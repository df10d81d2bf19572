//! Grading outcome types: status, machine-readable reason codes, and the
//! immutable graded device.

use serde::{Deserialize, Serialize};
use std::fmt;
use std::str::FromStr;

use crate::field::Field;
use crate::record::HealthRecord;

/// Final classification of one device.
#[derive(Debug, Clone, Copy, PartialEq, Eq, Hash, Serialize, Deserialize)]
#[serde(rename_all = "lowercase")]
pub enum GradeStatus {
    Pass,
    Fail,
    /// Pass with advisory flags. The classifier emits `Pass` and carries the
    /// flag codes separately; this variant exists for rendering the combined
    /// single-column status in reports.
    Flagged,
    Error,
}

impl GradeStatus {
    pub fn as_str(&self) -> &'static str {
        match self {
            GradeStatus::Pass => "pass",
            GradeStatus::Fail => "fail",
            GradeStatus::Flagged => "flagged",
            GradeStatus::Error => "error",
        }
    }
}

impl fmt::Display for GradeStatus {
    fn fmt(&self, f: &mut fmt::Formatter<'_>) -> fmt::Result {
        write!(f, "{}", self.as_str())
    }
}

/// Machine-readable reason code attached to a verdict.
///
/// Rule codes and error codes share one namespace so a report cell is always
/// a list of these.
#[derive(Debug, Clone, Copy, PartialEq, Eq, Hash, Serialize, Deserialize)]
#[serde(rename_all = "SCREAMING_SNAKE_CASE")]
pub enum ReasonCode {
    // Fail-kind rules
    FailedSelftestHistory,
    PendingSectorsHigh,
    ReallocatedHigh,
    PercentUsedExceeded,
    SpareLow,
    MediaErrorsHigh,
    CriticalTempTime,
    // Flag-kind rules
    HeavyUse,
    TempWarningHistory,
    // Error reasons
    DataReadError,
    IdentityUnresolved,
    InsufficientData,
}

impl ReasonCode {
    pub fn as_str(&self) -> &'static str {
        match self {
            ReasonCode::FailedSelftestHistory => "FAILED_SELFTEST_HISTORY",
            ReasonCode::PendingSectorsHigh => "PENDING_SECTORS_HIGH",
            ReasonCode::ReallocatedHigh => "REALLOCATED_HIGH",
            ReasonCode::PercentUsedExceeded => "PERCENT_USED_EXCEEDED",
            ReasonCode::SpareLow => "SPARE_LOW",
            ReasonCode::MediaErrorsHigh => "MEDIA_ERRORS_HIGH",
            ReasonCode::CriticalTempTime => "CRITICAL_TEMP_TIME",
            ReasonCode::HeavyUse => "HEAVY_USE",
            ReasonCode::TempWarningHistory => "TEMP_WARNING_HISTORY",
            ReasonCode::DataReadError => "DATA_READ_ERROR",
            ReasonCode::IdentityUnresolved => "IDENTITY_UNRESOLVED",
            ReasonCode::InsufficientData => "INSUFFICIENT_DATA",
        }
    }
}

impl fmt::Display for ReasonCode {
    fn fmt(&self, f: &mut fmt::Formatter<'_>) -> fmt::Result {
        write!(f, "{}", self.as_str())
    }
}

impl FromStr for ReasonCode {
    type Err = String;

    fn from_str(s: &str) -> Result<Self, Self::Err> {
        match s.trim().to_uppercase().as_str() {
            "FAILED_SELFTEST_HISTORY" => Ok(ReasonCode::FailedSelftestHistory),
            "PENDING_SECTORS_HIGH" => Ok(ReasonCode::PendingSectorsHigh),
            "REALLOCATED_HIGH" => Ok(ReasonCode::ReallocatedHigh),
            "PERCENT_USED_EXCEEDED" => Ok(ReasonCode::PercentUsedExceeded),
            "SPARE_LOW" => Ok(ReasonCode::SpareLow),
            "MEDIA_ERRORS_HIGH" => Ok(ReasonCode::MediaErrorsHigh),
            "CRITICAL_TEMP_TIME" => Ok(ReasonCode::CriticalTempTime),
            "HEAVY_USE" => Ok(ReasonCode::HeavyUse),
            "TEMP_WARNING_HISTORY" => Ok(ReasonCode::TempWarningHistory),
            "DATA_READ_ERROR" => Ok(ReasonCode::DataReadError),
            "IDENTITY_UNRESOLVED" => Ok(ReasonCode::IdentityUnresolved),
            "INSUFFICIENT_DATA" => Ok(ReasonCode::InsufficientData),
            _ => Err(format!("unknown reason code: {s}")),
        }
    }
}

/// A rule that could not be evaluated because a required field was
/// unreadable. Carried on the graded device so reports can say which
/// criteria went unchecked.
#[derive(Debug, Clone, PartialEq, Eq, Serialize, Deserialize)]
pub struct InsufficientDataNote {
    pub rule: ReasonCode,
    pub missing: Vec<Field>,
}

/// One device, graded. Constructed exactly once per device by the
/// classifier; the record inside is no longer mutated after this point.
#[derive(Debug, Clone, Serialize, Deserialize)]
pub struct GradedDevice {
    /// Discovery name (capture file stem or device node).
    pub device: String,
    /// The canonical record. `None` only for `Error`-status devices whose
    /// raw data could not be read or whose identity never resolved.
    pub record: Option<HealthRecord>,
    pub status: GradeStatus,
    /// Fail reasons in rule-table order, or the single error reason for
    /// `Error`-status devices.
    pub fail_reasons: Vec<ReasonCode>,
    /// Flag codes in rule-table order.
    pub flag_codes: Vec<ReasonCode>,
    /// Rules skipped for lack of readable data.
    pub insufficiency: Vec<InsufficientDataNote>,
}

impl GradedDevice {
    /// Status for single-column display: a passing device that carries
    /// flags shows as `flagged`.
    pub fn display_status(&self) -> GradeStatus {
        if self.status == GradeStatus::Pass && !self.flag_codes.is_empty() {
            GradeStatus::Flagged
        } else {
            self.status
        }
    }

    /// All reason and flag codes as one ordered, space-separated string for
    /// compact report cells. Empty for a clean pass.
    pub fn reason_summary(&self) -> String {
        let mut parts: Vec<&'static str> =
            self.fail_reasons.iter().map(ReasonCode::as_str).collect();
        parts.extend(self.flag_codes.iter().map(ReasonCode::as_str));
        parts.join(" ")
    }
}

#[cfg(test)]
mod tests {
    use super::{GradeStatus, ReasonCode};
    use std::str::FromStr;

    #[test]
    fn reason_code_round_trips() {
        for code in [
            ReasonCode::FailedSelftestHistory,
            ReasonCode::SpareLow,
            ReasonCode::DataReadError,
            ReasonCode::InsufficientData,
        ] {
            assert_eq!(ReasonCode::from_str(code.as_str()).unwrap(), code);
        }
    }

    #[test]
    fn status_strings() {
        assert_eq!(GradeStatus::Pass.as_str(), "pass");
        assert_eq!(GradeStatus::Error.as_str(), "error");
    }
}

+ + + + + + +

All of the entries above should be written out again exactly.

repository df10d81d2bf19572
//! Grading outcome types: status, machine-readable reason codes, and the
//! immutable graded device.

use serde::{Deserialize, Serialize};
use std::fmt;
use std::str::FromStr;

use crate::field::Field;
use crate::record::HealthRecord;

/// Final classification of one device.
#[derive(Debug, Clone, Copy, PartialEq, Eq, Hash, Serialize, Deserialize)]
#[serde(rename_all = "lowercase")]
pub enum GradeStatus {
    Pass,
    Fail,
    /// Pass with advisory flags. The classifier emits `Pass` and carries the
    /// flag codes separately; this variant exists for rendering the combined
    /// single-column status in reports.
    Flagged,
    Error,
}

impl GradeStatus {
    pub fn as_str(&self) -> &'static str {
        match self {
            GradeStatus::Pass => "pass",
            GradeStatus::Fail => "fail",
            GradeStatus::Flagged => "flagged",
            GradeStatus::Error => "error",
        }
    }
}

impl fmt::Display for GradeStatus {
    fn fmt(&self, f: &mut fmt::Formatter<'_>) -> fmt::Result {
        write!(f, "{}", self.as_str())
    }
}

/// Machine-readable reason code attached to a verdict.
///
/// Rule codes and error codes share one namespace so a report cell is always
/// a list of these.
#[derive(Debug, Clone, Copy, PartialEq, Eq, Hash, Serialize, Deserialize)]
#[serde(rename_all = "SCREAMING_SNAKE_CASE")]
pub enum ReasonCode {
    // Fail-kind rules
    FailedSelftestHistory,
    PendingSectorsHigh,
    ReallocatedHigh,
    PercentUsedExceeded,
    SpareLow,
    MediaErrorsHigh,
    CriticalTempTime,
    // Flag-kind rules
    HeavyUse,
    TempWarningHistory,
    // Error reasons
    DataReadError,
    IdentityUnresolved,
    InsufficientData,
}

impl ReasonCode {
    pub fn as_str(&self) -> &'static str {
        match self {
            ReasonCode::FailedSelftestHistory => "FAILED_SELFTEST_HISTORY",
            ReasonCode::PendingSectorsHigh => "PENDING_SECTORS_HIGH",
            ReasonCode::ReallocatedHigh => "REALLOCATED_HIGH",
            ReasonCode::PercentUsedExceeded => "PERCENT_USED_EXCEEDED",
            ReasonCode::SpareLow => "SPARE_LOW",
            ReasonCode::MediaErrorsHigh => "MEDIA_ERRORS_HIGH",
            ReasonCode::CriticalTempTime => "CRITICAL_TEMP_TIME",
            ReasonCode::HeavyUse => "HEAVY_USE",
            ReasonCode::TempWarningHistory => "TEMP_WARNING_HISTORY",
            ReasonCode::DataReadError => "DATA_READ_ERROR",
            ReasonCode::IdentityUnresolved => "IDENTITY_UNRESOLVED",
            ReasonCode::InsufficientData => "INSUFFICIENT_DATA",
        }
    }
}

impl fmt::Display for ReasonCode {
    fn fmt(&self, f: &mut fmt::Formatter<'_>) -> fmt::Result {
        write!(f, "{}", self.as_str())
    }
}

impl FromStr for ReasonCode {
    type Err = String;

    fn from_str(s: &str) -> Result<Self, Self::Err> {
        match s.trim().to_uppercase().as_str() {
            "FAILED_SELFTEST_HISTORY" => Ok(ReasonCode::FailedSelftestHistory),
            "PENDING_SECTORS_HIGH" => Ok(ReasonCode::PendingSectorsHigh),
            "REALLOCATED_HIGH" => Ok(ReasonCode::ReallocatedHigh),
            "PERCENT_USED_EXCEEDED" => Ok(ReasonCode::PercentUsedExceeded),
            "SPARE_LOW" => Ok(ReasonCode::SpareLow),
            "MEDIA_ERRORS_HIGH" => Ok(ReasonCode::MediaErrorsHigh),
            "CRITICAL_TEMP_TIME" => Ok(ReasonCode::CriticalTempTime),
            "HEAVY_USE" => Ok(ReasonCode::HeavyUse),
            "TEMP_WARNING_HISTORY" => Ok(ReasonCode::TempWarningHistory),
            "DATA_READ_ERROR" => Ok(ReasonCode::DataReadError),
            "IDENTITY_UNRESOLVED" => Ok(ReasonCode::IdentityUnresolved),
            "INSUFFICIENT_DATA" => Ok(ReasonCode::InsufficientData),
            _ => Err(format!("unknown reason code: {s}")),
        }
    }
}

/// A rule that could not be evaluated because a required field was
/// unreadable. Carried on the graded device so reports can say which
/// criteria went unchecked.
#[derive(Debug, Clone, PartialEq, Eq, Serialize, Deserialize)]
pub struct InsufficientDataNote {
    pub rule: ReasonCode,
    pub missing: Vec<Field>,
}

/// One device, graded. Constructed exactly once per device by the
/// classifier; the record inside is no longer mutated after this point.
#[derive(Debug, Clone, Serialize, Deserialize)]
pub struct GradedDevice {
    /// Discovery name (capture file stem or device node).
    pub device: String,
    /// The canonical record. `None` only for `Error`-status devices whose
    /// raw data could not be read or whose identity never resolved.
    pub record: Option<HealthRecord>,
    pub status: GradeStatus,
    /// Fail reasons in rule-table order, or the single error reason for
    /// `Error`-status devices.
    pub fail_reasons: Vec<ReasonCode>,
    /// Flag codes in rule-table order.
    pub flag_codes: Vec<ReasonCode>,
    /// Rules skipped for lack of readable data.
    pub insufficiency: Vec<InsufficientDataNote>,
}

impl GradedDevice {
    /// Status for single-column display: a passing device that carries
    /// flags shows as `flagged`.
    pub fn display_status(&self) -> GradeStatus {
        if self.status == GradeStatus::Pass && !self.flag_codes.is_empty() {
            GradeStatus::Flagged
        } else {
            self.status
        }
    }

    /// All reason and flag codes as one ordered, space-separated string for
    /// compact report cells. Empty for a clean pass.
    pub fn reason_summary(&self) -> String {
        let mut parts: Vec<&'static str> =
            self.fail_reasons.iter().map(ReasonCode::as_str).collect();
        parts.extend(self.flag_codes.iter().map(ReasonCode::as_str));
        parts.join(" ")
    }
}

#[cfg(test)]
mod tests {
    use super::{GradeStatus, ReasonCode};
    use std::str::FromStr;

    #[test]
    fn reason_code_round_trips() {
        for code in [
            ReasonCode::FailedSelftestHistory,
            ReasonCode::SpareLow,
            ReasonCode::DataReadError,
            ReasonCode::InsufficientData,
        ] {
            assert_eq!(ReasonCode::from_str(code.as_str()).unwrap(), code);
        }
    }

    #[test]
    fn status_strings() {
        assert_eq!(GradeStatus::Pass.as_str(), "pass");
        assert_eq!(GradeStatus::Error.as_str(), "error");
    }
}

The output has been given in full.